An urban, liveable city is incomplete without a clean and accessible public restroom. It is a signal of welcome that rivals parks, benches, and trash cans. Easy access to clean, safe public restrooms is not only essential for personal and public health, but it is also essential for city liveability. Accessible toilets are also better for business and promoting tourism. People are more likely to visit parks, ride their bikes, jog, and walk if they know there are clean, safe public restrooms nearby. As a result, cities are increasingly investing in them. The Public toilet outside the Ebisu railway station in Central Tokyo is one of the examples of accessible and clean public spaces that make the urban neighborhood liveable.

Kashiwa Sato is a well-known Japanese artist who offers fresh perspectives on global society. He was born in Tokyo in 1965 and graduated from the Tama Art University Department of Graphic Design. After working for Hakuhodo Inc., a well-known Japanese advertising firm, he launched his own independent business in 2000. As a brand strategy architect, he has received high praise in a variety of fields for consistent, comprehensive work distinguished by a strong sense of creativity—from concept development to communication planning design to visual development.

Tokyo Toilet Project

Most seasoned travelers will wax poetic about the Japanese toilet, which is a technological marvel. It should come as no surprise that the quintessential Japanese lavatory experience should allow both residents and visitors to feel more than welcome in a foreign space in a country that places so much emphasis and value on the concept of omotenashi (hospitality). Shibuya, a commercial and financial district in downtown Tokyo, is also home to two of the busiest railway stations, Shibuya Station and Shinjuku Station. 

Public Toilet wrapped with White Aluminium Louvres In Central Tokyo by Kashiwa Sato - Sheet1
Tokyo Toilet

As part of the Tokyo Toilet initiative, 16 creative heavyweights, including Tadao Ando, Shigeru Ban, and Kashiwa Sato, transformed 17 public toilets in Shibuya. Combining Japan’s exceptional hygiene standards with unique design elements, these public restrooms are accessible to everyone, regardless of gender, age, or disability, demonstrating the possibilities of an inclusive society, particularly in a country known for its homogeneity.
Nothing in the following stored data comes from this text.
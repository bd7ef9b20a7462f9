//! # Storage Queue
//!
//! Transport layer for cloud storage queues: validated queue names,
//! account credentials, and queue clients for the REST API and for
//! in-memory testing.
//!
//! This library provides:
//! - Queue name validation following the service naming rules
//! - Shared Key and SAS credentials, plus connection string parsing
//! - Enqueue, dequeue, delete and count operations behind async traits
//! - Retry with exponential backoff for transient failures
//!
//! ## Module Organization
//!
//! - [`error`] - Error types for all queue operations
//! - [`message`] - Queue names, identifiers and message envelopes
//! - [`provider`] - Provider types, limits and per-request options
//! - [`client`] - Client and handle traits
//! - [`credentials`] - Storage credentials and accounts
//! - [`providers`] - REST and in-memory implementations

pub mod client;
pub mod credentials;
pub mod error;
pub mod message;
pub mod provider;
pub mod providers;

// Re-export commonly used types at crate root for convenience
pub use client::{QueueClient, QueueHandle};
pub use credentials::{CredentialsError, StorageAccount, StorageCredentials};
pub use error::{QueueError, PayloadError, ValidationError};
pub use message::{MessageId, OutgoingMessage, PopReceipt, QueueMessage, QueueName, Timestamp};
pub use provider::{ProviderType, QueueRequestOptions};
pub use providers::{AzureStorageQueueClient, InMemoryQueueClient};

#[cfg(test)]
#[path = "lib_tests.rs"]
mod tests;
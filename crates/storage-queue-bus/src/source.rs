//! Timer-driven message source over one storage queue.
//!
//! Each subscription runs its own poll loop:
//!
//! 1. wait for the next scheduler tick
//! 2. fetch up to `max_messages` messages
//! 3. for each fetched message, in the order returned: delete it from the
//!    queue, decode it, then yield it downstream
//!
//! Messages are deleted *before* they are decoded, so a payload that fails
//! to decode is gone from the queue by the time the error is yielded. The
//! error carries the raw message so callers can park it elsewhere.
//!
//! Decode failures are yielded as errors and polling continues. Transport
//! failures are yielded once and end the stream; callers resubscribe if
//! they want to keep going.

use crate::bus::MessageSource;
use crate::codec::{BusMessage, MessageDeserializer};
use crate::error::{ConfigurationError, SourceError};
use crate::scheduler::{PollScheduler, Ticker};
use futures::stream::{self, BoxStream, StreamExt};
use std::collections::VecDeque;
use std::fmt;
use std::sync::Arc;
use std::time::Duration;
use storage_queue::{QueueHandle, QueueMessage, QueueName, QueueRequestOptions};
use tracing::{debug, error, warn};

#[cfg(test)]
#[path = "source_tests.rs"]
mod tests;

// ============================================================================
// Settings
// ============================================================================

/// Polling behavior of a message source
#[derive(Debug, Clone, PartialEq)]
pub struct SourceSettings {
    /// Messages requested per fetch, 1..=32
    pub max_messages: u32,

    /// Time between fetches
    pub polling_interval: Duration,

    /// How long fetched messages stay hidden; `None` uses the queue default
    pub visibility_timeout: Option<Duration>,
}

impl SourceSettings {
    pub const MIN_MESSAGES: u32 = 1;
    pub const MAX_MESSAGES: u32 = 32;
    pub const DEFAULT_POLLING_INTERVAL: Duration = Duration::from_secs(5);
    pub const MAX_POLLING_INTERVAL: Duration = Duration::from_secs(7 * 24 * 60 * 60);
    /// Longest visibility timeout the queue service accepts
    pub const MAX_VISIBILITY_TIMEOUT: Duration = Duration::from_secs(7 * 24 * 60 * 60);

    pub fn new() -> Self {
        Self::default()
    }

    pub fn with_max_messages(mut self, max_messages: u32) -> Self {
        self.max_messages = max_messages;
        self
    }

    pub fn with_polling_interval(mut self, interval: Duration) -> Self {
        self.polling_interval = interval;
        self
    }

    pub fn with_visibility_timeout(mut self, timeout: Duration) -> Self {
        self.visibility_timeout = Some(timeout);
        self
    }

    pub fn validate(&self) -> Result<(), ConfigurationError> {
        if !(Self::MIN_MESSAGES..=Self::MAX_MESSAGES).contains(&self.max_messages) {
            return Err(ConfigurationError::OutOfRange {
                argument: "max_messages",
                reason: format!(
                    "{} is outside {}..={}",
                    self.max_messages,
                    Self::MIN_MESSAGES,
                    Self::MAX_MESSAGES
                ),
            });
        }

        if self.polling_interval.is_zero() {
            return Err(ConfigurationError::OutOfRange {
                argument: "polling_interval",
                reason: "must be greater than zero".to_string(),
            });
        }

        if self.polling_interval > Self::MAX_POLLING_INTERVAL {
            return Err(ConfigurationError::OutOfRange {
                argument: "polling_interval",
                reason: format!(
                    "{:?} exceeds {:?}",
                    self.polling_interval,
                    Self::MAX_POLLING_INTERVAL
                ),
            });
        }

        match self.visibility_timeout {
            Some(timeout) if timeout > Self::MAX_VISIBILITY_TIMEOUT => {
                Err(ConfigurationError::OutOfRange {
                    argument: "visibility_timeout",
                    reason: format!("{:?} exceeds {:?}", timeout, Self::MAX_VISIBILITY_TIMEOUT),
                })
            }
            _ => Ok(()),
        }
    }
}

impl Default for SourceSettings {
    fn default() -> Self {
        Self {
            max_messages: Self::MIN_MESSAGES,
            polling_interval: Self::DEFAULT_POLLING_INTERVAL,
            visibility_timeout: None,
        }
    }
}

// ============================================================================
// Source
// ============================================================================

/// Message source polling one storage queue
pub struct StorageQueueSource<M> {
    inner: Arc<SourceInner<M>>,
}

struct SourceInner<M> {
    queue: Arc<dyn QueueHandle>,
    deserializer: Arc<dyn MessageDeserializer<M>>,
    settings: SourceSettings,
    options: Option<QueueRequestOptions>,
    scheduler: Arc<dyn PollScheduler>,
}

impl<M: BusMessage> StorageQueueSource<M> {
    /// Create a source reading from `queue`
    ///
    /// Only the first deserializer of the set is ever consulted.
    ///
    /// # Errors
    ///
    /// - `InvalidArgument` if `deserializers` is empty
    /// - `OutOfRange` if `settings` fail validation
    pub fn new(
        queue: Arc<dyn QueueHandle>,
        deserializers: Vec<Arc<dyn MessageDeserializer<M>>>,
        settings: SourceSettings,
        options: Option<QueueRequestOptions>,
        scheduler: Arc<dyn PollScheduler>,
    ) -> Result<Self, ConfigurationError> {
        let deserializer = deserializers.first().cloned().ok_or_else(|| {
            ConfigurationError::invalid_argument(
                "deserializers",
                "at least one deserializer is required",
            )
        })?;
        settings.validate()?;

        if deserializers.len() > 1 {
            debug!(
                queue = %queue.name(),
                count = deserializers.len(),
                "Only the first deserializer is consulted"
            );
        }

        Ok(Self {
            inner: Arc::new(SourceInner {
                queue,
                deserializer,
                settings,
                options,
                scheduler,
            }),
        })
    }

    pub fn settings(&self) -> &SourceSettings {
        &self.inner.settings
    }

    /// Start a new polling subscription
    pub fn messages(&self) -> BoxStream<'static, Result<M, SourceError>> {
        let state = PollState {
            ticker: self
                .inner
                .scheduler
                .ticker(self.inner.settings.polling_interval),
            inner: Arc::clone(&self.inner),
            pending: VecDeque::new(),
            finished: false,
        };

        stream::unfold(state, |mut state| async move {
            let item = state.next_item().await?;
            Some((item, state))
        })
        .boxed()
    }
}

impl<M: BusMessage> MessageSource<M> for StorageQueueSource<M> {
    fn address(&self) -> &QueueName {
        self.inner.queue.name()
    }

    fn options(&self) -> Option<&QueueRequestOptions> {
        self.inner.options.as_ref()
    }

    fn messages(&self) -> BoxStream<'static, Result<M, SourceError>> {
        StorageQueueSource::messages(self)
    }
}

impl<M> fmt::Debug for StorageQueueSource<M> {
    fn fmt(&self, f: &mut fmt::Formatter<'_>) -> fmt::Result {
        f.debug_struct("StorageQueueSource")
            .field("queue", self.inner.queue.name())
            .field("settings", &self.inner.settings)
            .finish()
    }
}

// ============================================================================
// Poll Loop
// ============================================================================

struct PollState<M> {
    inner: Arc<SourceInner<M>>,
    ticker: Box<dyn Ticker>,
    pending: VecDeque<QueueMessage>,
    finished: bool,
}

impl<M: BusMessage> PollState<M> {
    async fn next_item(&mut self) -> Option<Result<M, SourceError>> {
        if self.finished {
            return None;
        }

        loop {
            if let Some(message) = self.pending.pop_front() {
                return Some(self.consume(message).await);
            }

            self.ticker.tick().await;

            let inner = &self.inner;
            match inner
                .queue
                .get_messages(
                    inner.settings.max_messages,
                    inner.settings.visibility_timeout,
                    inner.options.as_ref(),
                )
                .await
            {
                Ok(batch) => {
                    debug!(queue = %inner.queue.name(), count = batch.len(), "Poll cycle completed");
                    self.pending.extend(batch);
                }
                Err(source) => {
                    error!(queue = %inner.queue.name(), error = %source, "Fetch failed; ending message stream");
                    self.finished = true;
                    return Some(Err(SourceError::Transport {
                        queue: inner.queue.name().clone(),
                        source,
                    }));
                }
            }
        }
    }

    async fn consume(&mut self, message: QueueMessage) -> Result<M, SourceError> {
        let inner = &self.inner;

        if let Err(source) = inner
            .queue
            .delete_message(&message, inner.options.as_ref())
            .await
        {
            error!(
                queue = %inner.queue.name(),
                message_id = %message.message_id,
                error = %source,
                "Delete failed; ending message stream"
            );
            self.finished = true;
            return Err(SourceError::Transport {
                queue: inner.queue.name().clone(),
                source,
            });
        }

        let decoded = inner.deserializer.deserialize(message.as_bytes());
        match decoded {
            Ok(Some(value)) => Ok(value),
            Ok(None) => Err(inner.decode_failure(message, None)),
            Err(e) => Err(inner.decode_failure(message, Some(e))),
        }
    }
}

impl<M> SourceInner<M> {
    fn decode_failure(
        &self,
        message: QueueMessage,
        source: Option<crate::error::CodecError>,
    ) -> SourceError {
        let type_name = self.deserializer.type_name();
        warn!(
            queue = %self.queue.name(),
            message_id = %message.message_id,
            dequeue_count = message.dequeue_count,
            type_name = %type_name,
            "Message removed from queue could not be deserialized"
        );

        SourceError::MessageDeserialization {
            queue: self.queue.name().clone(),
            type_name,
            message: Box::new(message),
            source,
        }
    }
}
Kashiwa Sato’s Pure White Toilet

Alongside the Ebisu station in Central Tokyo, Japan, is a bright and white public facility that looks like a sculptural piece in the middle of an urban plaza. For a person walking toward this white box, the function of this structure is not easy to determine. Kashiwa Sato set out to create a distinct identity for the plaza that would draw attention. The designer considered the toilet a neighborhood symbol that people see daily, but he later stated that it should not have been too conspicuous.

Public Toilet wrapped with White Aluminium Louvres In Central Tokyo by Kashiwa Sato - Sheet2
Toilet outside Ebisu

The toilet, designed on a square plan, has four individual stalls made of white aluminum louvers that give off a light and airy impression. The purpose of creating a pure white toilet is to reflect cleanliness, which is expected in every toilet, by combining all of its components in the color white. The white aluminum louvers enclose a light-filled corridor surrounding the main facility to provide a secure and private environment. The bright and light appearance of the aluminum louvers creates a quiet appearance that blends naturally with the cityscape. The louvers are separated by two-centimeter gaps, resulting in a permeable wall with an open space at its base.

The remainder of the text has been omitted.